From the records below, give the number of lines that include the word "unwrap". Add no other words.

Start of Listed entries

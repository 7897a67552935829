//! Backend of the RoVista dashboard: serves per-AS Route Origin Validation
//! time series and the overview tables as JSON, straight from pre-computed CSVs.

pub mod config;
pub mod dataset;
pub mod error;
pub mod overview;
pub mod paging;
pub mod server;
pub mod sync_list;
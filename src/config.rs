// src/config.rs

use anyhow::{bail, Context, Result};
use serde::Deserialize;
use tracing_subscriber::{filter::LevelFilter, EnvFilter};
use std::{
    env, fs,
    net::{IpAddr, SocketAddr},
    path::{Path, PathBuf},
};

/// Names the YAML file layered over the defaults.
pub const CONFIG_PATH_VAR: &str = "ROVISTA_CONFIG";

/// Runtime settings: defaults, then an optional YAML file, then env overrides.
#[derive(Debug, Clone, Deserialize, PartialEq)]
#[serde(default)]
pub struct Config {
    pub bind_address: IpAddr,
    pub port: u16,
    /// Directory holding one `{dataset}.csv` per dataset.
    pub data_dir: PathBuf,
    pub overview_file: PathBuf,
    pub sync_list_file: PathBuf,
    /// Origin of the web UI, allowed through CORS.
    pub cors_origin: String,
    pub log_level: String,
}

impl Default for Config {
    fn default() -> Self {
        Self {
            bind_address: IpAddr::from([0, 0, 0, 0]),
            port: 5000,
            data_dir: PathBuf::from("./src/data/asn"),
            overview_file: PathBuf::from("./src/data/new_overview.csv"),
            sync_list_file: PathBuf::from("./src/data/sync_ases.txt"),
            cors_origin: "http://localhost:3000".to_string(),
            log_level: "info".to_string(),
        }
    }
}

impl Config {
    /// Load from the process environment.
    pub fn load() -> Result<Self> {
        let mut cfg = match env::var(CONFIG_PATH_VAR) {
            Ok(path) => Self::from_yaml_file(&path)?,
            Err(_) => Self::default(),
        };
        cfg.apply_env(|key| env::var(key).ok())?;
        cfg.validate()?;
        Ok(cfg)
    }

    /// The CORS origin must be a bare `scheme://host[:port]`. The log level is a
    /// bare level (`info`) or a filter directive list (`rovista=debug,warp=info`).
    pub fn validate(&self) -> Result<()> {
        self.log_filter()?;

        let origin = self.cors_origin.as_str();
        let rest = origin
            .strip_prefix("http://")
            .or_else(|| origin.strip_prefix("https://"))
            .with_context(|| format!("cors_origin {origin:?} must start with http:// or https://"))?;
        if rest.is_empty() || rest.contains(['/', ' ', '?', '#']) {
            bail!("cors_origin {origin:?} must be scheme://host[:port]");
        }
        Ok(())
    }

    /// Build the tracing filter described by `log_level`.
    pub fn log_filter(&self) -> Result<EnvFilter> {
        let level = self.log_level.trim();
        // a bare word would otherwise parse as a target name
        if !level.contains(['=', ',']) {
            let level: LevelFilter = level
                .parse()
                .with_context(|| format!("log_level {level:?} is not a log level"))?;
            return Ok(EnvFilter::default().add_directive(level.into()));
        }
        EnvFilter::try_new(level)
            .with_context(|| format!("log_level {level:?} is not a valid filter"))
    }

    pub fn from_yaml_file(path: impl AsRef<Path>) -> Result<Self> {
        let path = path.as_ref();
        let text = fs::read_to_string(path)
            .with_context(|| format!("reading config file {}", path.display()))?;
        Self::from_yaml_str(&text).with_context(|| format!("parsing {}", path.display()))
    }

    pub fn from_yaml_str(text: &str) -> Result<Self> {
        if text.trim().is_empty() {
            return Ok(Self::default());
        }
        Ok(serde_yaml::from_str(text)?)
    }

    /// Override fields from `lookup` (normally `std::env::var`).
    pub fn apply_env<F>(&mut self, lookup: F) -> Result<()>
    where
        F: Fn(&str) -> Option<String>,
    {
        if let Some(port) = lookup("PORT") {
            self.port = port
                .trim()
                .parse()
                .with_context(|| format!("PORT={port:?} is not a valid port"))?;
        }
        if let Some(addr) = lookup("ROVISTA_BIND_ADDRESS") {
            self.bind_address = addr
                .trim()
                .parse()
                .with_context(|| format!("ROVISTA_BIND_ADDRESS={addr:?} is not an IP address"))?;
        }
        if let Some(level) = lookup("LOG_LEVEL") {
            self.log_level = level;
        }
        if let Some(dir) = lookup("ROVISTA_DATA_DIR") {
            self.data_dir = PathBuf::from(dir);
        }
        if let Some(file) = lookup("ROVISTA_OVERVIEW_FILE") {
            self.overview_file = PathBuf::from(file);
        }
        if let Some(file) = lookup("ROVISTA_SYNC_LIST_FILE") {
            self.sync_list_file = PathBuf::from(file);
        }
        if let Some(origin) = lookup("ROVISTA_CORS_ORIGIN") {
            self.cors_origin = origin;
        }
        Ok(())
    }

    pub fn socket_addr(&self) -> SocketAddr {
        SocketAddr::new(self.bind_address, self.port)
    }
}

#[cfg(test)]
mod tests {
    use super::*;
    use std::collections::HashMap;
    use std::io::Write;
    use tempfile::NamedTempFile;

    #[test]
    fn test_defaults() {
        let cfg = Config::default();
        assert_eq!(cfg.port, 5000);
        assert_eq!(cfg.cors_origin, "http://localhost:3000");
        assert_eq!(cfg.socket_addr().to_string(), "0.0.0.0:5000");
    }

    #[test]
    fn test_yaml_partial_keeps_defaults() -> Result<()> {
        let mut tmp = NamedTempFile::new()?;
        writeln!(tmp, "port: 8080\ndata_dir: /srv/asn")?;

        let cfg = Config::from_yaml_file(tmp.path())?;
        assert_eq!(cfg.port, 8080);
        assert_eq!(cfg.data_dir, PathBuf::from("/srv/asn"));
        assert_eq!(cfg.log_level, "info");
        Ok(())
    }

    #[test]
    fn test_env_overrides_yaml() -> Result<()> {
        let mut cfg = Config::from_yaml_str("port: 8080\ncors_origin: http://a.example")?;
        let vars: HashMap<&str, &str> = [
            ("PORT", "9000"),
            ("ROVISTA_CORS_ORIGIN", "https://rovista.example"),
        ]
        .into_iter()
        .collect();

        cfg.apply_env(|k| vars.get(k).map(|v| v.to_string()))?;
        assert_eq!(cfg.port, 9000);
        assert_eq!(cfg.cors_origin, "https://rovista.example");
        Ok(())
    }

    #[test]
    fn test_origin_validation() {
        let mut cfg = Config::default();
        assert!(cfg.validate().is_ok());
        cfg.cors_origin = "https://rovista.netsecurelab.org".into();
        assert!(cfg.validate().is_ok());
        for bad in ["localhost:3000", "http://", "http://a.example/path", "*"] {
            cfg.cors_origin = bad.into();
            assert!(cfg.validate().is_err(), "{bad:?} should be rejected");
        }
    }

    #[test]
    fn test_log_level_validation() -> Result<()> {
        let mut cfg = Config::default();
        for good in ["info", "DEBUG", "off", "rovista=debug,warp=info"] {
            cfg.log_level = good.into();
            cfg.validate()?;
        }
        for bad in ["verbose", "not=a=level", "rovista=loud"] {
            cfg.log_level = bad.into();
            assert!(cfg.validate().is_err(), "{bad:?} should be rejected");
        }
        Ok(())
    }

    #[test]
    fn test_bad_log_level_from_env_fails_load() -> Result<()> {
        let mut cfg = Config::default();
        cfg.apply_env(|k| (k == "LOG_LEVEL").then(|| "loud".to_string()))?;
        assert!(cfg.validate().is_err());
        Ok(())
    }

    #[test]
    fn test_bad_port_is_an_error() {
        let mut cfg = Config::default();
        let res = cfg.apply_env(|k| (k == "PORT").then(|| "eighty".to_string()));
        assert!(res.is_err());
    }
}
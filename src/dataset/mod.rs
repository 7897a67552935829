// src/dataset/mod.rs

pub mod ingest;
pub mod normalize;
pub mod record;

pub use ingest::{ingest, read_table, Table};
pub use normalize::{normalize, shift_date, DateFormat, DateFormatError};
pub use record::Record;

use once_cell::sync::Lazy;
use regex::Regex;
use std::{fmt, path::PathBuf};
use tracing::info;

use crate::error::ApiError;

static DATASET_ID: Lazy<Regex> =
    Lazy::new(|| Regex::new(r"^[A-Za-z0-9_-]{1,64}$").expect("dataset id pattern should parse"));

/// A path-safe dataset name: an AS number or the name of an aggregate file.
/// Separators, dots and anything outside `[A-Za-z0-9_-]` are refused, so a
/// resolved path can never leave the data directory.
#[derive(Debug, Clone, PartialEq, Eq, Hash)]
pub struct DatasetId(String);

impl DatasetId {
    pub fn parse(raw: &str) -> Result<Self, ApiError> {
        if DATASET_ID.is_match(raw) {
            Ok(Self(raw.to_string()))
        } else {
            Err(ApiError::InvalidIdentifier(raw.to_string()))
        }
    }

    pub fn as_str(&self) -> &str {
        &self.0
    }
}

impl fmt::Display for DatasetId {
    fn fmt(&self, f: &mut fmt::Formatter<'_>) -> fmt::Result {
        f.write_str(&self.0)
    }
}

/// Where a dataset lives and whether it was there when asked.
#[derive(Debug, Clone, PartialEq, Eq)]
pub struct Resolved {
    pub path: PathBuf,
    pub exists: bool,
}

/// Read-only view over the directory of per-dataset CSV files.
#[derive(Debug, Clone)]
pub struct Datasets {
    dir: PathBuf,
}

impl Datasets {
    pub fn new(dir: impl Into<PathBuf>) -> Self {
        Self { dir: dir.into() }
    }

    /// `{dir}/{id}.csv`
    pub fn path_for(&self, id: &DatasetId) -> PathBuf {
        self.dir.join(format!("{}.csv", id.as_str()))
    }

    /// Compose the path and check for the file. Only for reporting; loading
    /// never relies on this check.
    pub fn resolve(&self, id: &DatasetId) -> Resolved {
        let path = self.path_for(id);
        let exists = path.is_file();
        Resolved { path, exists }
    }

    /// Read and normalize one dataset. The file is opened exactly once and a
    /// missing file surfaces as `NotFound` from that open.
    pub async fn load(&self, id: &DatasetId, format: DateFormat) -> Result<Vec<Record>, ApiError> {
        let path = self.path_for(id);
        let records = ingest::run_blocking(path, move |p| ingest(p, format)).await?;
        info!(dataset = %id, rows = records.len(), ?format, "served dataset");
        Ok(records)
    }
}
// src/sync_list.rs

use serde::Deserialize;
use std::{io, path::Path};
use tokio::fs;

use crate::{
    error::ApiError,
    paging::{paginate, Page, PageRequest},
};

pub const SYNC_LIST_NOT_FOUND: &str = "AS list not found";
/// 15 rows of 15 buttons, as the dashboard grid shows them.
const DEFAULT_PER_PAGE: usize = 15 * 15;
const MAX_PER_PAGE: usize = 1000;

#[derive(Debug, Clone, Default, Deserialize)]
pub struct SyncListQuery {
    pub page: Option<usize>,
    pub per_page: Option<usize>,
}

/// Split the newline-separated AS list, trimming and dropping blank lines.
pub fn parse_list(text: &str) -> Vec<String> {
    text.lines()
        .map(str::trim)
        .filter(|l| !l.is_empty())
        .map(str::to_string)
        .collect()
}

pub async fn load_page(path: &Path, query: &SyncListQuery) -> Result<Page<String>, ApiError> {
    let req = PageRequest::new(query.page, query.per_page, DEFAULT_PER_PAGE, MAX_PER_PAGE)?;
    let text = fs::read_to_string(path).await.map_err(|e| {
        if e.kind() == io::ErrorKind::NotFound {
            ApiError::NotFound(SYNC_LIST_NOT_FOUND)
        } else {
            ApiError::from_io(path, e)
        }
    })?;
    Ok(paginate(parse_list(&text), req))
}

#[cfg(test)]
mod tests {
    use super::*;
    use tempfile::tempdir;

    #[test]
    fn test_parse_list_drops_blanks() {
        let list = parse_list("13335\n\n  3320 \r\n4837\n\n");
        assert_eq!(list, vec!["13335", "3320", "4837"]);
    }

    #[tokio::test]
    async fn test_default_page_is_a_full_grid() {
        let tmp = tempdir().unwrap();
        let path = tmp.path().join("sync_ases.txt");
        let body: String = (1..=300).map(|n| format!("{n}\n")).collect();
        std::fs::write(&path, body).unwrap();

        let page = load_page(&path, &SyncListQuery::default()).await.unwrap();
        assert_eq!(page.total, 300);
        assert_eq!(page.per_page, 225);
        assert_eq!(page.total_pages, 2);
        assert_eq!(page.items.first().map(String::as_str), Some("1"));

        let second = SyncListQuery {
            page: Some(2),
            per_page: None,
        };
        let page = load_page(&path, &second).await.unwrap();
        assert_eq!(page.items.len(), 75);
        assert_eq!(page.items.first().map(String::as_str), Some("226"));
    }

    #[tokio::test]
    async fn test_missing_list() {
        let tmp = tempdir().unwrap();
        let res = load_page(&tmp.path().join("nope.txt"), &SyncListQuery::default()).await;
        assert!(matches!(res, Err(ApiError::NotFound(SYNC_LIST_NOT_FOUND))));
    }
}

End of Listed entries

== Output of the task ==
5